Una festa di bambini e adolescenti. Lo scoppio è avvenuto quando tutto era finito e le luci si erano riaccese. Mentre il sonno spingeva verso casa. Esplosivo e chiodi.
La malignità assoluta del gesto. La folla impazzita dal terrore che scappa calpestando chi è più fragile e piccolo. Restiamo muti e pieni di rabbia.
E ora che possiamo fare?
Prima di tutto dobbiamo sconfiggere il terrorismo. Abbiamo il dovere di essere vigili, di pretendere il massimo dell’attenzione, delle precauzioni, della difesa. Dobbiamo combattere questa guerra con il massimo della determinazione e dell’energia, sapendo che non potremo mai dirci completamente sicuri, perché non esiste questa possibilità.
E in questa tragica incertezza abbiamo il diritto e il dovere di crescere i nostri figli, le nuove generazioni, alla voglia di vivere. Dobbiamo avere il coraggio di non chiuderli in casa, di garantirgli un futuro.
Ariana Grande ha fatto bene ad interrompere il suo tour, c’è bisogno di riflessione, si è sempre detto che lo spettacolo deve andare avanti, ma forse sarebbe meglio dire che la vita deve andare avanti, non per forza lo spettacolo.
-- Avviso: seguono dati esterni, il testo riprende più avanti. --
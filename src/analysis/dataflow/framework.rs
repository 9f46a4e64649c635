//! Data flow analysis framework trait and direction.
//!
//! This module defines the core abstraction for data flow analyses. Any
//! specific analysis (definedness, live names) implements the
//! [`DataFlowAnalysis`] trait to work with the solver.

use crate::{
    analysis::dataflow::lattice::MeetSemiLattice,
    cfg::{BlockId, CfgBlock, ControlFlowGraph},
};

/// Direction of data flow analysis.
///
/// The direction determines how information propagates through the CFG
/// and where values are combined with the meet operation.
#[derive(Debug, Clone, Copy, PartialEq, Eq)]
pub enum Direction {
    /// Information flows forward, from entry to exit.
    ///
    /// At join points (blocks with multiple predecessors), values from
    /// all predecessors are combined using the meet operation.
    ///
    /// Examples: definedness, reaching definitions.
    Forward,

    /// Information flows backward, from exit to entry.
    ///
    /// At split points (blocks with multiple successors), values from
    /// all successors are combined.
    ///
    /// Examples: live variables.
    Backward,
}

/// A data flow analysis over a function's control flow graph.
///
/// Implementations provide the transfer function and boundary conditions; the
/// solver handles iteration to a fixpoint.
///
/// # Transfer Functions
///
/// For forward analyses: `out[B] = transfer(B, in[B])`
/// For backward analyses: `in[B] = transfer(B, out[B])`
///
/// # Example
///
/// ```rust,ignore
/// use bindscope::analysis::dataflow::{DataFlowAnalysis, Direction};
///
/// struct MyAnalysis;
///
/// impl DataFlowAnalysis for MyAnalysis {
///     type Lattice = MyLattice;
///     const DIRECTION: Direction = Direction::Forward;
///
///     fn boundary(&self, _cfg: &ControlFlowGraph) -> Self::Lattice {
///         MyLattice::at_entry()
///     }
///
///     fn initial(&self, _cfg: &ControlFlowGraph) -> Self::Lattice {
///         MyLattice::top()
///     }
///
///     fn transfer(&self, block: &CfgBlock, input: &Self::Lattice) -> Self::Lattice {
///         input.apply(block)
///     }
/// }
/// ```
pub trait DataFlowAnalysis {
    /// The lattice type for this analysis.
    type Lattice: MeetSemiLattice;

    /// The direction of this analysis.
    const DIRECTION: Direction;

    /// Returns the value at the boundary of the function.
    ///
    /// For forward analyses, this is the value at function entry.
    /// For backward analyses, this is the value at function exit(s).
    fn boundary(&self, cfg: &ControlFlowGraph) -> Self::Lattice;

    /// Returns the initial value for interior blocks.
    ///
    /// This must be the identity of the lattice's meet: a block whose state is
    /// still `initial` has not been reached by any path yet.
    fn initial(&self, cfg: &ControlFlowGraph) -> Self::Lattice;

    /// Computes the transfer function for a basic block.
    ///
    /// # Arguments
    ///
    /// * `block` - The block being processed
    /// * `input` - The state flowing into (forward) or out of (backward) the block
    ///
    /// # Returns
    ///
    /// The abstract state after flowing through the block.
    fn transfer(&self, block: &CfgBlock, input: &Self::Lattice) -> Self::Lattice;
}

/// Results of a data flow analysis.
///
/// This provides access to the computed abstract values at block boundaries.
#[derive(Debug, Clone, PartialEq)]
pub struct AnalysisResults<L> {
    /// Input state for each block (before transfer function).
    pub in_states: Vec<L>,
    /// Output state for each block (after transfer function).
    pub out_states: Vec<L>,
    /// Number of block visits the solver needed to converge.
    pub iterations: usize,
}

impl<L> AnalysisResults<L> {
    /// Creates new analysis results with the given states.
    #[must_use]
    pub fn new(in_states: Vec<L>, out_states: Vec<L>, iterations: usize) -> Self {
        Self {
            in_states,
            out_states,
            iterations,
        }
    }

    /// Returns the input state for a block, or `None` if the block is out of range.
    #[must_use]
    pub fn in_state(&self, block: BlockId) -> Option<&L> {
        self.in_states.get(block.index())
    }

    /// Returns the output state for a block, or `None` if the block is out of range.
    #[must_use]
    pub fn out_state(&self, block: BlockId) -> Option<&L> {
        self.out_states.get(block.index())
    }

    /// Returns the number of blocks.
    #[must_use]
    pub fn block_count(&self) -> usize {
        self.in_states.len()
    }
}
Di fronte all’abisso del dolore ci sentiamo perduti ma la memoria ci deve venire in soccorso, si deve continuare a vivere senza tradire il nostro modo di vivere. La Storia ce lo insegna e non ho potuto fare a meno di tornare alla mattina di sabato 2 agosto 1980. Una bomba fece strage alla stazione di Bologna: 85 morti.
L’Italia sprofondò nell’incubo mentre andava in vacanza. Anche allora morirono i bambini, quei bambini sono i fratelli delle vittime di Manchester.
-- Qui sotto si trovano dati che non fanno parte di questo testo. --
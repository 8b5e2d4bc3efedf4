// input.rs
use std::fs;

use rlua::Lua;

use crate::{PropagationParams, PropagatorOrder};

// Storage for system options.
pub struct SystemOptions {
    pub integrals: String,
}

// Storage for output options.
pub struct WriteOptions {
    pub verbose: bool,
    pub print_threshold: f64,       // Print-significance cutoff for the state dump.
    pub wfn_file: Option<String>,   // JSON wavefunction dump path, if requested.
}

/// Storage for input file parameters.
pub struct Input {
    pub system: SystemOptions,
    pub params: PropagationParams,
    pub write: WriteOptions,
}

/// Read input parameters from a lua file and assign to an Input object. Unknown
/// enum values abort with a message; missing pici/write fields fall back to the
/// engine defaults. Cross-field consistency is checked separately by
/// PropagationParams::validate before propagation begins.
/// # Arguments
///     `path`: str, file path to input file.
pub fn load_input(path: &str) -> Input {
    let src = fs::read_to_string(path).unwrap();
    let lua = Lua::new();

    let ctx = lua;
    ctx.load(&src).exec().unwrap();
    let globals = ctx.globals();

    // Table headers.
    let system_tbl: rlua::Table = globals.get("system").unwrap();
    let pici_tbl: rlua::Table = globals.get("pici").unwrap();
    let write_tbl: Option<rlua::Table> = globals.get("write").unwrap_or(None);

    // System table.
    let integrals: String = system_tbl.get("integrals").unwrap();
    let system = SystemOptions { integrals };

    // Pici table. Every option has an engine default.
    let d = PropagationParams::default();
    let spawning_threshold: f64 = pici_tbl.get::<_, Option<f64>>("spawning_threshold").unwrap().unwrap_or(d.spawning_threshold);
    let guess_threshold: f64 = pici_tbl.get::<_, Option<f64>>("guess_threshold").unwrap().unwrap_or(d.guess_threshold);
    let dt: f64 = pici_tbl.get::<_, Option<f64>>("dt").unwrap().unwrap_or(d.dt);
    let nroot: usize = pici_tbl.get::<_, Option<usize>>("nroot").unwrap().unwrap_or(d.nroot);
    let max_steps: usize = pici_tbl.get::<_, Option<usize>>("max_steps").unwrap().unwrap_or(d.max_steps);
    let e_tol: f64 = pici_tbl.get::<_, Option<f64>>("e_tol").unwrap().unwrap_or(d.e_tol);
    let estimate_freq: usize = pici_tbl.get::<_, Option<usize>>("estimate_freq").unwrap().unwrap_or(d.estimate_freq);
    let variational: bool = pici_tbl.get::<_, Option<bool>>("variational").unwrap().unwrap_or(d.variational);
    let variational_freq: usize = pici_tbl.get::<_, Option<usize>>("variational_freq").unwrap().unwrap_or(d.variational_freq);
    let prescreen: bool = pici_tbl.get::<_, Option<bool>>("prescreen").unwrap().unwrap_or(d.prescreen);
    let prescreen_factor: f64 = pici_tbl.get::<_, Option<f64>>("prescreen_factor").unwrap().unwrap_or(d.prescreen_factor);
    let dynamic_prescreen: bool = pici_tbl.get::<_, Option<bool>>("dynamic_prescreen").unwrap().unwrap_or(d.dynamic_prescreen);
    let do_shift: bool = pici_tbl.get::<_, Option<bool>>("do_shift").unwrap().unwrap_or(d.do_shift);
    let shift_damping: f64 = pici_tbl.get::<_, Option<f64>>("shift_damping").unwrap().unwrap_or(d.shift_damping);
    let shift_freq: usize = pici_tbl.get::<_, Option<usize>>("shift_freq").unwrap().unwrap_or(d.shift_freq);
    let adaptive_dt: bool = pici_tbl.get::<_, Option<bool>>("adaptive_dt").unwrap().unwrap_or(d.adaptive_dt);
    let adapt_freq: usize = pici_tbl.get::<_, Option<usize>>("adapt_freq").unwrap().unwrap_or(d.adapt_freq);
    let dt_min: f64 = pici_tbl.get::<_, Option<f64>>("dt_min").unwrap().unwrap_or(d.dt_min);
    let dt_max: f64 = pici_tbl.get::<_, Option<f64>>("dt_max").unwrap().unwrap_or(d.dt_max);

    let order_str: String = pici_tbl.get::<_, Option<String>>("propagator").unwrap().unwrap_or_else(|| "linear".to_string());
    let order = match order_str.as_str() {
        "linear" => PropagatorOrder::Linear,
        "quadratic" => PropagatorOrder::Quadratic,
        _ => {
            eprintln!("Propagator must be 'linear' or 'quadratic'.");
            std::process::exit(1);
        }
    };

    let params = PropagationParams {
        dt,
        spawning_threshold,
        guess_threshold,
        order,
        nroot,
        max_steps,
        e_tol,
        estimate_freq,
        variational,
        variational_freq,
        prescreen,
        prescreen_factor,
        dynamic_prescreen,
        do_shift,
        shift_damping,
        shift_freq,
        adaptive_dt,
        adapt_freq,
        dt_min,
        dt_max,
    };

    // Write table.
    let write = match write_tbl {
        Some(t) => {
            let verbose: bool = t.get::<_, Option<bool>>("verbose").unwrap().unwrap_or(true);
            let print_threshold: f64 = t.get::<_, Option<f64>>("print_threshold").unwrap().unwrap_or(0.01);
            let wfn_file: Option<String> = t.get::<_, Option<String>>("wfn_file").unwrap();
            WriteOptions { verbose, print_threshold, wfn_file }
        }
        None => WriteOptions { verbose: true, print_threshold: 0.01, wfn_file: None },
    };

    Input { system, params, write }
}
// read.rs
use ndarray::{Array1, Array2};

use crate::{Array4, MoData};

/// Read the MO integral file produced by the external integral backend. The
/// file carries the one-electron integrals h_{pq}, the two-electron integrals
/// (pq|rs) with the permutational symmetry already expanded to the full
/// 4-index array, the nuclear repulsion energy and the electron counts.
/// # Arguments
///     `path`: str, file path to the HDF5 integral file.
pub fn read_integrals(path: &str) -> MoData {
    let file = hdf5::File::open(path).unwrap();

    let h1: Array2<f64> = file.dataset("h1").unwrap().read_2d().unwrap();
    let eri: Array4 = file.dataset("eri").unwrap().read().unwrap();
    let enuc: f64 = file.dataset("enuc").unwrap().read_scalar().unwrap();
    let nelec: Array1<i64> = file.dataset("nelec").unwrap().read_1d().unwrap();

    let norb = h1.nrows();
    if h1.ncols() != norb {
        eprintln!("One-electron integral array must be square, got {:?}", h1.dim());
        std::process::exit(1);
    }
    if eri.dim() != (norb, norb, norb, norb) {
        eprintln!("Two-electron integral array must be norb^4, got {:?}", eri.dim());
        std::process::exit(1);
    }
    if norb > 64 {
        eprintln!("At most 64 orbitals fit the determinant encoding, got {norb}");
        std::process::exit(1);
    }
    if nelec.len() != 2 {
        eprintln!("nelec must hold the alpha and beta electron counts, got {} entries", nelec.len());
        std::process::exit(1);
    }
    let (na, nb) = (nelec[0], nelec[1]);
    if na < 0 || nb < 0 || na as usize > norb || nb as usize > norb {
        eprintln!("Electron counts ({na}, {nb}) incompatible with {norb} orbitals");
        std::process::exit(1);
    }

    MoData { h1, eri, enuc, norb, nelec: (na as usize, nb as usize) }
}
//! Integration tests: adaptive sparse propagation end-to-end.
//!
//! These tests exercise the public API across module boundaries: spawning
//! through the propagator into the energy estimators and the driver, on small
//! Hamiltonians whose spectra are known in closed form.

use ndarray::Array2;

use pici_rs::determinant::Determinant;
use pici_rs::driver::run;
use pici_rs::energy::projected_energy;
use pici_rs::hamiltonian::{CouplingCache, Hamiltonian};
use pici_rs::propagator::propagate;
use pici_rs::{Array4, MoData, PropagationParams, PropagatorOrder, SparseState};

/// Two-orbital, one-alpha-electron system whose determinant-space Hamiltonian
/// is exactly [[0, 0.1], [0.1, 1.0]].
fn two_level() -> Hamiltonian {
    let mut h1 = Array2::<f64>::zeros((2, 2));
    h1[(0, 1)] = 0.1;
    h1[(1, 0)] = 0.1;
    h1[(1, 1)] = 1.0;
    Hamiltonian::new(MoData {
        h1,
        eri: Array4::zeros((2, 2, 2, 2)),
        enuc: 0.0,
        norb: 2,
        nelec: (1, 0),
    })
}

/// Four orbitals, two alpha and two beta electrons, with a symmetric synthetic
/// integral set: 36 determinants, large enough for screening and the
/// variational estimator to do real work.
fn four_orbital() -> Hamiltonian {
    let n = 4;
    let mut h1 = Array2::<f64>::zeros((n, n));
    for p in 0..n {
        for q in p..n {
            let v = if p == q {
                -2.0 + 0.5 * p as f64
            } else {
                0.08 / (1.0 + (p as f64 - q as f64).abs())
            };
            h1[(p, q)] = v;
            h1[(q, p)] = v;
        }
    }
    let mut eri = Array4::zeros((n, n, n, n));
    for p in 0..n {
        for q in 0..n {
            for r in 0..n {
                for s in 0..n {
                    eri[(p, q, r, s)] = 0.02 * ((p + 2 * q + 3 * r + 5 * s) as f64).cos();
                }
            }
        }
    }
    // Expand the 8-fold permutational symmetry of real two-electron integrals.
    let base = eri.clone();
    for p in 0..n {
        for q in 0..n {
            for r in 0..n {
                for s in 0..n {
                    eri[(p, q, r, s)] = (base[(p, q, r, s)]
                        + base[(q, p, r, s)]
                        + base[(p, q, s, r)]
                        + base[(q, p, s, r)]
                        + base[(r, s, p, q)]
                        + base[(s, r, p, q)]
                        + base[(r, s, q, p)]
                        + base[(s, r, q, p)])
                        / 8.0;
                }
            }
        }
    }
    Hamiltonian::new(MoData { h1, eri, enuc: 1.2, norb: n, nelec: (2, 2) })
}

fn engine_params(order: PropagatorOrder) -> PropagationParams {
    PropagationParams {
        order,
        spawning_threshold: 1e-12,
        guess_threshold: 1e-10,
        prescreen: false,
        dynamic_prescreen: false,
        ..Default::default()
    }
}

/// Projected energy of the exact imaginary-time flow e^{-tH} |0> of the
/// two-level system at time t: the analytic target the discrete schemes
/// approximate.
fn exact_flow_energy(t: f64) -> f64 {
    let d = (1.0f64 + 0.04).sqrt();
    let lm = (1.0 - d) / 2.0;
    let lp = (1.0 + d) / 2.0;
    // [1, 0] = alpha [0.1, lm] + beta [0.1, lp].
    let alpha = 10.0 * lp / d;
    let beta = -10.0 * lm / d;
    let cm = alpha * (-t * lm).exp();
    let cp = beta * (-t * lp).exp();
    let c0 = 0.1 * (cm + cp);
    let c1 = cm * lm + cp * lp;
    0.1 * c1 / c0
}

/// Run k fixed steps of the chosen scheme and return the projected energy.
fn discrete_flow_energy(order: PropagatorOrder, tau: f64, k: usize) -> f64 {
    let h = two_level();
    let d0 = Determinant::from_orbs(&[0], &[]);
    let params = engine_params(order);
    let mut cache = CouplingCache::new();
    let mut state = SparseState::single(d0, 1.0);
    for it in 0..k {
        let out = propagate(&h, &mut cache, &state, &params, tau, 0.0, 0.0, &d0, it).unwrap();
        state = out.state;
        // The projected energy is scale invariant, so normalization is free.
        let n = state.norm2();
        state.scale(1.0 / n);
    }
    projected_energy(&h, &state, &d0)
}

#[test]
fn first_order_step_reproduces_the_reference_scenario() {
    let h = two_level();
    let d0 = Determinant::from_orbs(&[0], &[]);
    let d1 = Determinant::from_orbs(&[1], &[]);
    let state = SparseState::single(d0, 1.0);
    let mut cache = CouplingCache::new();
    let params = PropagationParams {
        spawning_threshold: 1e-8,
        prescreen: false,
        dynamic_prescreen: false,
        ..Default::default()
    };
    let out = propagate(&h, &mut cache, &state, &params, 0.01, 0.0, 0.0, &d0, 0).unwrap();
    assert!((out.state.get(&d0) - 1.0).abs() < 1e-15);
    assert!((out.state.get(&d1) - (-0.001)).abs() < 1e-15);
    let e = projected_energy(&h, &out.state, &d0);
    assert!((e - (-1.0e-4)).abs() < 1e-16, "projected energy {e}");
}

#[test]
fn second_order_tracks_the_exact_flow_more_closely() {
    let tau = 0.05;
    let k = 10;
    let e_exact = exact_flow_energy(tau * k as f64);
    let e_lin = discrete_flow_energy(PropagatorOrder::Linear, tau, k);
    let e_quad = discrete_flow_energy(PropagatorOrder::Quadratic, tau, k);
    let err_lin = (e_lin - e_exact).abs();
    let err_quad = (e_quad - e_exact).abs();
    assert!(
        err_quad < 0.5 * err_lin,
        "second order ({err_quad:.3e}) should beat first order ({err_lin:.3e})"
    );
}

#[test]
fn both_orders_converge_to_the_same_eigenvalue() {
    let h = two_level();
    let reference = Determinant::from_orbs(&[0], &[]);
    let e_exact = (1.0 - (1.0f64 + 0.04).sqrt()) / 2.0;
    for order in [PropagatorOrder::Linear, PropagatorOrder::Quadratic] {
        let params = PropagationParams {
            dt: 0.05,
            spawning_threshold: 1e-12,
            guess_threshold: 0.5, // bare-reference guess: the propagation does the work
            e_tol: 1e-13,
            max_steps: 20000,
            order,
            prescreen: false,
            ..Default::default()
        };
        let results = run(&h, &reference, &params, false).unwrap();
        assert!(results[0].converged, "{order:?} did not converge");
        assert!(
            (results[0].energy - e_exact).abs() < 1e-8,
            "{order:?}: {} vs {e_exact}",
            results[0].energy
        );
    }
}

#[test]
fn prescreening_does_not_change_the_converged_energy() {
    let h = four_orbital();
    let reference = Determinant::aufbau(2, 2);
    let base = PropagationParams {
        dt: 0.02,
        spawning_threshold: 1e-7,
        guess_threshold: 1e-4,
        e_tol: 1e-11,
        max_steps: 50000,
        ..Default::default()
    };
    let unscreened = PropagationParams { prescreen: false, dynamic_prescreen: false, ..base.clone() };
    let screened = PropagationParams { prescreen: true, dynamic_prescreen: true, prescreen_factor: 1.5, ..base };
    let r_un = run(&h, &reference, &unscreened, false).unwrap();
    let r_sc = run(&h, &reference, &screened, false).unwrap();
    assert!(r_un[0].converged && r_sc[0].converged);
    assert!(
        (r_un[0].energy - r_sc[0].energy).abs() < 1e-9,
        "screened {} vs unscreened {}",
        r_sc[0].energy,
        r_un[0].energy
    );
}

#[test]
fn variational_estimate_agrees_at_convergence() {
    let h = four_orbital();
    let reference = Determinant::aufbau(2, 2);
    let params = PropagationParams {
        dt: 0.02,
        spawning_threshold: 1e-8,
        guess_threshold: 1e-5,
        e_tol: 1e-11,
        max_steps: 50000,
        variational: true,
        variational_freq: 100,
        ..Default::default()
    };
    let results = run(&h, &reference, &params, false).unwrap();
    let r = &results[0];
    assert!(r.converged);
    let ev = r.variational.expect("variational estimate requested");
    // With a tight spawning threshold the retained space is near complete and
    // the two estimators must agree closely; the variational value lies above
    // the true ground state by construction.
    assert!(
        (ev - r.energy).abs() < 1e-5,
        "variational {ev} vs projected {}",
        r.energy
    );
}

#[test]
fn perturbative_correction_vanishes_with_a_tight_threshold() {
    let h = four_orbital();
    let reference = Determinant::aufbau(2, 2);
    let loose = PropagationParams {
        dt: 0.02,
        spawning_threshold: 1e-4,
        guess_threshold: 1e-4,
        e_tol: 1e-10,
        max_steps: 20000,
        ..Default::default()
    };
    let tight = PropagationParams { spawning_threshold: 1e-9, guess_threshold: 1e-9, ..loose.clone() };
    let r_loose = run(&h, &reference, &loose, false).unwrap();
    let r_tight = run(&h, &reference, &tight, false).unwrap();
    // Rejected spawns feed the correction: loosening the threshold rejects
    // more, tightening it starves the correction toward zero.
    assert!(
        r_tight[0].pt2.abs() < r_loose[0].pt2.abs() + 1e-8,
        "tight pt2 {} should not exceed loose pt2 {}",
        r_tight[0].pt2,
        r_loose[0].pt2
    );
    assert!(r_tight[0].pt2.abs() < 1e-8, "tight-threshold pt2 {}", r_tight[0].pt2);
}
Luca Mauri aveva 6 anni, era partito da Como in macchina con la mamma e il papà ma all’altezza di Bologna ebbero un incidente e quando il meccanico spiegò loro che l’auto non era in condizione di proseguire decisero di ripartire in treno. Volevano arrivare in Puglia prima di sera senza perdere un solo giorno di mare. Sarebbero morti appena entrati in stazione.
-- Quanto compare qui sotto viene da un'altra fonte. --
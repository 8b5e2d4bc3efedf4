// lib.rs
pub mod determinant;
pub mod driver;
pub mod energy;
pub mod error;
pub mod guess;
pub mod hamiltonian;
pub mod input;
pub mod propagator;
pub mod read;
pub mod spawning;
pub mod write;

use std::collections::BTreeMap;

use ndarray::Array2;
pub type Array4 = ndarray::Array<f64, ndarray::Ix4>; // 4D array for the two-electron integrals

use crate::determinant::Determinant;
use crate::error::PiciError;

// Storage for MO integrals.
pub struct MoData {
    pub h1: Array2<f64>,        // One-electron MO integrals h_{pq}.
    pub eri: Array4,            // Two-electron MO integrals (pq|rs), chemists' notation.
    pub enuc: f64,              // Nuclear repulsion energy.
    pub norb: usize,            // Number of spatial orbitals.
    pub nelec: (usize, usize),  // Number of spin alpha and spin beta electrons.
}

// Choice of propagator order.
#[derive(Clone, Copy, PartialEq, Eq, Debug)]
pub enum PropagatorOrder {
    Linear,
    Quadratic,
}

// Storage for iteration-scoped propagation parameters. Passed explicitly into the
// driver and propagator, never ambient state.
#[derive(Clone, Debug)]
pub struct PropagationParams {
    pub dt: f64,                   // Imaginary time step tau.
    pub spawning_threshold: f64,   // Accept/reject boundary for spawned contributions.
    pub guess_threshold: f64,      // Looser threshold used by the initial-guess expansion.
    pub order: PropagatorOrder,
    pub nroot: usize,
    pub max_steps: usize,
    pub e_tol: f64,                // Energy convergence tolerance.
    pub estimate_freq: usize,      // Projected energy every n iterations.
    pub variational: bool,
    pub variational_freq: usize,   // Variational energy every n iterations when enabled.
    pub prescreen: bool,
    pub prescreen_factor: f64,     // Tolerance factor applied to the screening bound.
    pub dynamic_prescreen: bool,   // Per-determinant coupling bounds rather than global ones.
    pub do_shift: bool,
    pub shift_damping: f64,
    pub shift_freq: usize,         // Shift update every n iterations.
    pub adaptive_dt: bool,
    pub adapt_freq: usize,         // Time-step adaptation every n iterations.
    pub dt_min: f64,
    pub dt_max: f64,
}

impl Default for PropagationParams {
    fn default() -> Self {
        Self {
            dt: 0.01,
            spawning_threshold: 1e-6,
            guess_threshold: 1e-3,
            order: PropagatorOrder::Linear,
            nroot: 1,
            max_steps: 10000,
            e_tol: 1e-10,
            estimate_freq: 1,
            variational: false,
            variational_freq: 25,
            prescreen: true,
            prescreen_factor: 1.5,
            dynamic_prescreen: true,
            do_shift: false,
            shift_damping: 0.1,
            shift_freq: 10,
            adaptive_dt: false,
            adapt_freq: 50,
            dt_min: 1e-4,
            dt_max: 0.1,
        }
    }
}

impl PropagationParams {
    /// Check the parameter set for inconsistencies before propagation begins.
    /// Catches misconfigurations that would otherwise surface as divergence or a
    /// collapsed sparse state many iterations in.
    pub fn validate(&self) -> Result<(), PiciError> {
        if !(self.dt > 0.0) {
            return Err(PiciError::Config(format!("time step must be positive, got {}", self.dt)));
        }
        if !(self.spawning_threshold > 0.0) {
            return Err(PiciError::Config(format!("spawning threshold must be positive, got {}", self.spawning_threshold)));
        }
        if self.guess_threshold < self.spawning_threshold {
            return Err(PiciError::Config(format!(
                "initial-guess threshold ({}) must not be tighter than the spawning threshold ({})",
                self.guess_threshold, self.spawning_threshold)));
        }
        if self.spawning_threshold >= 1.0 {
            return Err(PiciError::Config(format!(
                "spawning threshold ({}) exceeds the amplitude scale of a normalized state", self.spawning_threshold)));
        }
        if self.nroot == 0 {
            return Err(PiciError::Config("nroot must be at least 1".to_string()));
        }
        if self.max_steps == 0 {
            return Err(PiciError::Config("max_steps must be at least 1".to_string()));
        }
        if !(self.e_tol > 0.0) {
            return Err(PiciError::Config(format!("energy tolerance must be positive, got {}", self.e_tol)));
        }
        if self.estimate_freq == 0 || self.variational_freq == 0 || self.shift_freq == 0 || self.adapt_freq == 0 {
            return Err(PiciError::Config("estimate, variational, shift and adaptation frequencies must be at least 1".to_string()));
        }
        if self.prescreen_factor < 1.0 {
            return Err(PiciError::Config(format!(
                "prescreening tolerance factor must be >= 1, got {}", self.prescreen_factor)));
        }
        if self.adaptive_dt && !(self.dt_min <= self.dt && self.dt <= self.dt_max) {
            return Err(PiciError::Config(format!(
                "time step {} outside adaptive bounds [{}, {}]", self.dt, self.dt_min, self.dt_max)));
        }
        Ok(())
    }
}

// Storage for the sparse CI wavefunction: determinant -> amplitude. Backed by a
// BTreeMap so iteration follows the determinant total order deterministically.
#[derive(Clone, Default, Debug)]
pub struct SparseState {
    coeffs: BTreeMap<Determinant, f64>,
}

impl SparseState {
    pub fn new() -> Self {
        Self { coeffs: BTreeMap::new() }
    }

    /// Construct a state holding a single determinant.
    pub fn single(det: Determinant, c: f64) -> Self {
        let mut s = Self::new();
        s.coeffs.insert(det, c);
        s
    }

    pub fn get(&self, det: &Determinant) -> f64 {
        self.coeffs.get(det).copied().unwrap_or(0.0)
    }

    pub fn insert(&mut self, det: Determinant, c: f64) {
        self.coeffs.insert(det, c);
    }

    /// Add dc to the amplitude on det, creating the entry if absent.
    pub fn add(&mut self, det: Determinant, dc: f64) {
        *self.coeffs.entry(det).or_insert(0.0) += dc;
    }

    pub fn len(&self) -> usize {
        self.coeffs.len()
    }

    pub fn is_empty(&self) -> bool {
        self.coeffs.is_empty()
    }

    pub fn iter(&self) -> impl Iterator<Item = (&Determinant, &f64)> {
        self.coeffs.iter()
    }

    /// Snapshot of the (determinant, amplitude) pairs, used as the fixed input of
    /// one parallel fan-out.
    pub fn entries(&self) -> Vec<(Determinant, f64)> {
        self.coeffs.iter().map(|(d, c)| (*d, *c)).collect()
    }

    /// 1-norm of the amplitudes.
    pub fn norm1(&self) -> f64 {
        self.coeffs.values().map(|c| c.abs()).sum()
    }

    /// 2-norm of the amplitudes.
    pub fn norm2(&self) -> f64 {
        self.coeffs.values().map(|c| c * c).sum::<f64>().sqrt()
    }

    /// Sparse overlap <self|other>.
    pub fn dot(&self, other: &SparseState) -> f64 {
        // Iterate over the smaller map.
        let (a, b) = if self.len() <= other.len() { (self, other) } else { (other, self) };
        a.coeffs.iter().map(|(d, c)| c * b.get(d)).sum()
    }

    pub fn scale(&mut self, s: f64) {
        for c in self.coeffs.values_mut() {
            *c *= s;
        }
    }

    /// Project out the component of `other` from this state:
    /// |self> <- |self> - (<other|self> / <other|other>) |other>.
    pub fn project_out(&mut self, other: &SparseState) {
        let den = other.dot(other);
        if den == 0.0 {
            return;
        }
        let f = self.dot(other) / den;
        for (d, c) in other.iter() {
            self.add(*d, -f * c);
        }
    }

    /// Drop entries below threshold, never the reference determinant. Returns the
    /// number of entries removed.
    pub fn prune(&mut self, threshold: f64, reference: &Determinant) -> usize {
        let before = self.coeffs.len();
        self.coeffs.retain(|d, c| d == reference || c.abs() >= threshold);
        before - self.coeffs.len()
    }

    /// First determinant carrying a non-finite amplitude, if any.
    pub fn non_finite(&self) -> Option<Determinant> {
        self.coeffs.iter().find(|(_, c)| !c.is_finite()).map(|(d, _)| *d)
    }
}

// Counters for one propagation step. Reset per iteration, used only for
// diagnostics and adaptive control, never for correctness.
#[derive(Clone, Copy, Default, Debug)]
pub struct IterationStats {
    pub visited: usize,           // Source determinants processed.
    pub accepted: usize,          // Source determinants with at least one accepted spawn.
    pub spawned: usize,           // Accepted off-diagonal contributions.
    pub zero_spawned: usize,      // Candidates rejected by the spawning threshold.
    pub screened_singles: usize,  // Single-excitation classes skipped by prescreening.
    pub screened_doubles: usize,  // Double-excitation classes skipped by prescreening.
}

impl IterationStats {
    pub fn merge(&mut self, other: &IterationStats) {
        self.visited += other.visited;
        self.accepted += other.accepted;
        self.spawned += other.spawned;
        self.zero_spawned += other.zero_spawned;
        self.screened_singles += other.screened_singles;
        self.screened_doubles += other.screened_doubles;
    }

    /// Fraction of spawn candidates that passed the threshold.
    pub fn acceptance(&self) -> f64 {
        let total = self.spawned + self.zero_spawned;
        if total == 0 {
            return 0.0;
        }
        self.spawned as f64 / total as f64
    }
}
Sonia Burri, 7 anni, invece stava facendo il viaggio al contrario, arrivava da Bari con i genitori, i nonni, la zia e le cugine. La trovarono sotto le macerie abbracciata alla sua bambola rossa. Manuela Gallon aveva finito le elementari e stava partendo per la colonia, l’esplosione la uccise insieme alla mamma, si salvò solo il padre che era andato a comprare le sigarette.
Quel giorno l’Italia si piegò nel dolore, sconvolti dall’orrore molti pensarono che non ce l’avremmo mai fatta ad uscire dalla stagione delle stragi e del terrorismo. Invece la nostra democrazia riuscì a prevalere, senza tradire se stessa e salvando i suoi principi. Ci riuscì perché la reazione fu convinta e decisa, perché gli uomini migliori dello Stato si sacrificarono al massimo, perché i cittadini non si arresero alla paura ma capirono che solo l’unità li avrebbe salvati. E perché alla fine gli assassini vennero lasciati soli, persero complicità e comprensioni.
Oggi abbiamo bisogno di nuovo di tutto questo, di coraggio, di spirito di sacrificio, di cooperazione, di fermezza e intelligenza. Ma dobbiamo sapere che la partita è più grande, che siamo uniti nella sorte a tutti gli altri europei e che le comunità musulmane devono fare la loro parte, in modo convinto e deciso. Solamente tutti insieme ci salveremo.